**ABOUT THIS TASK**
Here is the task for the records below: repeat exactly the lines from the one with "use crate::api::fault::FORCE_ERROR_HEADER;" to the one with "pub struct TrafficGenerator", both included, and nothing else.

**ENTRIES PROVIDED**

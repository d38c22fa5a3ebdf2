//! Synthetic Traffic Generator
//!
//! Background task that drives the service's own routes with randomized
//! requests, including force-error requests, so every access-log bucket shows
//! up without an external client. Transport failures never stop the loop.

pub mod operations;

use rand::rngs::StdRng;
use rand::seq::SliceRandom;
use rand::{Rng, SeedableRng};
use std::ops::RangeInclusive;
use std::time::Duration;
use tokio::sync::watch;
use tokio::task::JoinHandle;

use crate::api::fault::FORCE_ERROR_HEADER;
use crate::config::TrafficConfig;

pub use operations::{default_operations, OperationSpec, PlannedRequest};
use operations::{resolve_path, INJECTABLE_METHODS, ITEM_PATH};

#[derive(Debug, thiserror::Error)]
pub enum TrafficError {
    #[error("traffic request failed: {0}")]
    Http(#[from] reqwest::Error),
    #[error("operation table is empty")]
    NoOperations,
}

/// Totals reported when the generator stops
#[derive(Debug, Clone, Copy, Default, PartialEq, Eq)]
pub struct TrafficStats {
    /// Requests that got any HTTP response
    pub issued: u64,
    /// Requests that failed at the transport level
    pub failed: u64,
}

pub struct TrafficGenerator {
    client: reqwest::Client,
    base_url: String,
    operations: Vec<OperationSpec>,
    item_ids: RangeInclusive<u32>,
    warmup: Duration,
    delay_secs: (f64, f64),
    rng: StdRng,
}

impl TrafficGenerator {
    pub fn new(config: &TrafficConfig, base_url: String) -> Result<Self, TrafficError> {
        Self::with_operations(config, base_url, default_operations())
    }

    pub fn with_operations(
        config: &TrafficConfig,
        base_url: String,
        operations: Vec<OperationSpec>,
    ) -> Result<Self, TrafficError> {
        if operations.is_empty() {
            return Err(TrafficError::NoOperations);
        }

        // Redirects are part of the observed traffic, not something to chase
        let client = reqwest::Client::builder()
            .timeout(config.request_timeout())
            .redirect(reqwest::redirect::Policy::none())
            .build()?;

        let rng = match config.seed {
            Some(seed) => StdRng::seed_from_u64(seed),
            None => StdRng::from_entropy(),
        };

        Ok(Self {
            client,
            base_url: base_url.trim_end_matches('/').to_string(),
            operations,
            item_ids: config.item_ids(),
            warmup: config.warmup(),
            delay_secs: (config.min_delay_secs, config.max_delay_secs),
            rng,
        })
    }

    /// Draws the next request uniformly from the operation table
    pub fn plan(&mut self) -> PlannedRequest {
        // with_operations rejects an empty table
        let spec = self.operations[self.rng.gen_range(0..self.operations.len())].clone();
        let id = self.rng.gen_range(self.item_ids.clone());

        match &spec {
            OperationSpec::Call { method, path } => PlannedRequest {
                method: method.clone(),
                path: resolve_path(path, id),
                force_error: None,
                spec: spec.clone(),
            },
            OperationSpec::InjectError { status } => {
                let method = INJECTABLE_METHODS
                    .choose(&mut self.rng)
                    .cloned()
                    .unwrap_or(reqwest::Method::PATCH);
                PlannedRequest {
                    method,
                    path: resolve_path(ITEM_PATH, id),
                    force_error: Some(*status),
                    spec: spec.clone(),
                }
            }
        }
    }

    pub fn next_delay(&mut self) -> Duration {
        let (min, max) = self.delay_secs;
        Duration::from_secs_f64(self.rng.gen_range(min..=max))
    }

    async fn send(&self, planned: &PlannedRequest) -> Result<reqwest::StatusCode, TrafficError> {
        let url = format!("{}{}", self.base_url, planned.path);
        let mut request = self.client.request(planned.method.clone(), url);
        if let Some(status) = planned.force_error {
            request = request.header(FORCE_ERROR_HEADER, status.to_string());
        }
        let response = request.send().await?;
        Ok(response.status())
    }

    /// Starts the loop on the runtime; it runs until the handle is stopped or dropped
    pub fn spawn(self) -> TrafficHandle {
        let (shutdown_tx, shutdown_rx) = watch::channel(false);
        let task = tokio::spawn(self.run(shutdown_rx));
        TrafficHandle {
            shutdown: shutdown_tx,
            task,
        }
    }

    async fn run(mut self, mut shutdown: watch::Receiver<bool>) -> TrafficStats {
        let mut stats = TrafficStats::default();

        if !pause(&mut shutdown, self.warmup).await {
            return stats;
        }
        tracing::info!("Starting background traffic generator targeting {}", self.base_url);

        loop {
            let planned = self.plan();
            tokio::select! {
                result = self.send(&planned) => match result {
                    Ok(status) => {
                        stats.issued += 1;
                        tracing::trace!(
                            method = %planned.method,
                            path = %planned.path,
                            status = status.as_u16(),
                            "traffic request answered"
                        );
                    }
                    Err(e) => {
                        stats.failed += 1;
                        tracing::debug!(method = %planned.method, path = %planned.path, "{}", e);
                    }
                },
                _ = shutdown.changed() => break,
            }

            let delay = self.next_delay();
            if !pause(&mut shutdown, delay).await {
                break;
            }
        }

        tracing::debug!("Traffic generator loop exited");
        stats
    }
}

/// Sleeps for `duration`; false if shutdown was requested meanwhile
async fn pause(shutdown: &mut watch::Receiver<bool>, duration: Duration) -> bool {
    if *shutdown.borrow() {
        return false;
    }
    tokio::select! {
        _ = tokio::time::sleep(duration) => true,
        _ = shutdown.changed() => false,
    }
}

pub struct TrafficHandle {
    shutdown: watch::Sender<bool>,
    task: JoinHandle<TrafficStats>,
}

impl TrafficHandle {
    /// Signals the loop to stop and waits for it
    pub async fn stop(self) -> TrafficStats {
        // An Err here means the task already finished and dropped its receiver
        let _ = self.shutdown.send(true);
        match self.task.await {
            Ok(stats) => stats,
            Err(e) => {
                tracing::warn!("Traffic generator task ended abnormally: {}", e);
                TrafficStats::default()
            }
        }
    }
}

#[cfg(test)]
mod tests {
    use super::*;
    use crate::access_log::{AccessLog, MemorySink};
    use crate::api::routes::create_router;
    use crate::config::{AccessLogConfig, ColorMode};
    use std::collections::HashSet;
    use std::net::SocketAddr;
    use std::sync::Arc;

    fn fast_config(seed: u64) -> TrafficConfig {
        TrafficConfig {
            warmup_secs: 0.0,
            min_delay_secs: 0.0,
            max_delay_secs: 0.01,
            request_timeout_secs: 2.0,
            seed: Some(seed),
            ..TrafficConfig::default()
        }
    }

    #[test]
    fn test_rejects_empty_table() {
        let result =
            TrafficGenerator::with_operations(&fast_config(1), "http://127.0.0.1:1".into(), vec![]);
        assert!(matches!(result, Err(TrafficError::NoOperations)));
    }

    #[test]
    fn test_seeded_plan_covers_every_operation() {
        let mut generator =
            TrafficGenerator::new(&fast_config(7), "http://127.0.0.1:8000".into()).unwrap();
        let mut seen = HashSet::new();
        for _ in 0..500 {
            seen.insert(format!("{:?}", generator.plan().spec));
        }
        for op in default_operations() {
            assert!(seen.contains(&format!("{:?}", op)), "never drew {:?}", op);
        }
    }

    #[test]
    fn test_seeded_plan_reaches_direct_error_routes() {
        let mut generator =
            TrafficGenerator::new(&fast_config(1), "http://127.0.0.1:8000".into()).unwrap();
        let mut statuses = HashSet::new();
        for _ in 0..5000 {
            let planned = generator.plan();
            if let Some(code) = planned.path.strip_prefix("/api/error/") {
                assert_eq!(planned.method, reqwest::Method::GET);
                assert_eq!(planned.force_error, None);
                statuses.insert(code.to_string());
            }
        }
        for code in ["400", "404", "500", "503"] {
            assert!(statuses.contains(code), "never drew /api/error/{}", code);
        }
    }

    #[test]
    fn test_same_seed_same_plan() {
        let config = fast_config(42);
        let mut a = TrafficGenerator::new(&config, "http://x".into()).unwrap();
        let mut b = TrafficGenerator::new(&config, "http://x".into()).unwrap();
        for _ in 0..50 {
            assert_eq!(a.plan(), b.plan());
        }
    }

    #[test]
    fn test_planned_requests_are_concrete() {
        let mut generator =
            TrafficGenerator::new(&fast_config(3), "http://127.0.0.1:8000".into()).unwrap();
        for _ in 0..300 {
            let planned = generator.plan();
            assert!(!planned.path.contains(operations::ID_PLACEHOLDER));
            match planned.spec {
                OperationSpec::InjectError { status } => {
                    assert_eq!(planned.force_error, Some(status));
                    assert!(INJECTABLE_METHODS.contains(&planned.method));
                    let id: u32 = planned
                        .path
                        .strip_prefix("/api/items/")
                        .unwrap()
                        .parse()
                        .unwrap();
                    assert!((1000..=9999).contains(&id));
                }
                OperationSpec::Call { .. } => assert_eq!(planned.force_error, None),
            }
        }
    }

    #[test]
    fn test_delay_within_bounds() {
        let config = TrafficConfig {
            seed: Some(9),
            ..TrafficConfig::default()
        };
        let mut generator = TrafficGenerator::new(&config, "http://x".into()).unwrap();
        for _ in 0..200 {
            let delay = generator.next_delay();
            assert!(delay >= Duration::from_millis(500));
            assert!(delay <= Duration::from_secs(2));
        }
    }

    #[tokio::test]
    async fn test_drives_live_service_through_access_log() {
        let sink = Arc::new(MemorySink::new());
        let access_log = AccessLog::new(
            sink.clone(),
            &AccessLogConfig {
                color: ColorMode::Never,
                ..AccessLogConfig::default()
            },
        );
        let listener = tokio::net::TcpListener::bind("127.0.0.1:0").await.unwrap();
        let addr = listener.local_addr().unwrap();
        let server = tokio::spawn(async move {
            axum::serve(
                listener,
                create_router(access_log).into_make_service_with_connect_info::<SocketAddr>(),
            )
            .await
        });

        let generator =
            TrafficGenerator::new(&fast_config(11), format!("http://{}", addr)).unwrap();
        let handle = generator.spawn();

        let deadline = tokio::time::Instant::now() + Duration::from_secs(15);
        // Requests are sequential: a sixth logged line means five were answered
        while sink.len() < 6 && tokio::time::Instant::now() < deadline {
            tokio::time::sleep(Duration::from_millis(20)).await;
        }
        let stats = handle.stop().await;
        server.abort();

        assert!(stats.issued >= 5, "stats: {:?}", stats);
        assert_eq!(stats.failed, 0);
        let lines = sink.lines();
        assert!(lines.len() >= 5);
        assert!(lines.iter().all(|l| l.contains(" 127.0.0.1 ")));
    }

    #[tokio::test]
    async fn test_survives_unreachable_target() {
        // Bind then drop so the port is known to be closed
        let listener = std::net::TcpListener::bind("127.0.0.1:0").unwrap();
        let addr = listener.local_addr().unwrap();
        drop(listener);

        let generator =
            TrafficGenerator::new(&fast_config(5), format!("http://{}", addr)).unwrap();
        let handle = generator.spawn();
        tokio::time::sleep(Duration::from_millis(300)).await;

        let stats = tokio::time::timeout(Duration::from_secs(5), handle.stop())
            .await
            .unwrap();
        assert_eq!(stats.issued, 0);
        assert!(stats.failed >= 2, "stats: {:?}", stats);
    }

    #[tokio::test]
    async fn test_stop_during_warmup_is_prompt() {
        let config = TrafficConfig {
            warmup_secs: 60.0,
            ..fast_config(1)
        };
        let handle = TrafficGenerator::new(&config, "http://127.0.0.1:1".into())
            .unwrap()
            .spawn();

        let stats = tokio::time::timeout(Duration::from_secs(2), handle.stop())
            .await
            .unwrap();
        assert_eq!(stats, TrafficStats::default());
    }
}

**RESULT BELOW**
use crate::api::fault::FORCE_ERROR_HEADER;
use crate::config::TrafficConfig;

pub use operations::{default_operations, OperationSpec, PlannedRequest};
use operations::{resolve_path, INJECTABLE_METHODS, ITEM_PATH};

#[derive(Debug, thiserror::Error)]
pub enum TrafficError {
    #[error("traffic request failed: {0}")]
    Http(#[from] reqwest::Error),
    #[error("operation table is empty")]
    NoOperations,
}

/// Totals reported when the generator stops
#[derive(Debug, Clone, Copy, Default, PartialEq, Eq)]
pub struct TrafficStats {
    /// Requests that got any HTTP response
    pub issued: u64,
    /// Requests that failed at the transport level
    pub failed: u64,
}

pub struct TrafficGenerator {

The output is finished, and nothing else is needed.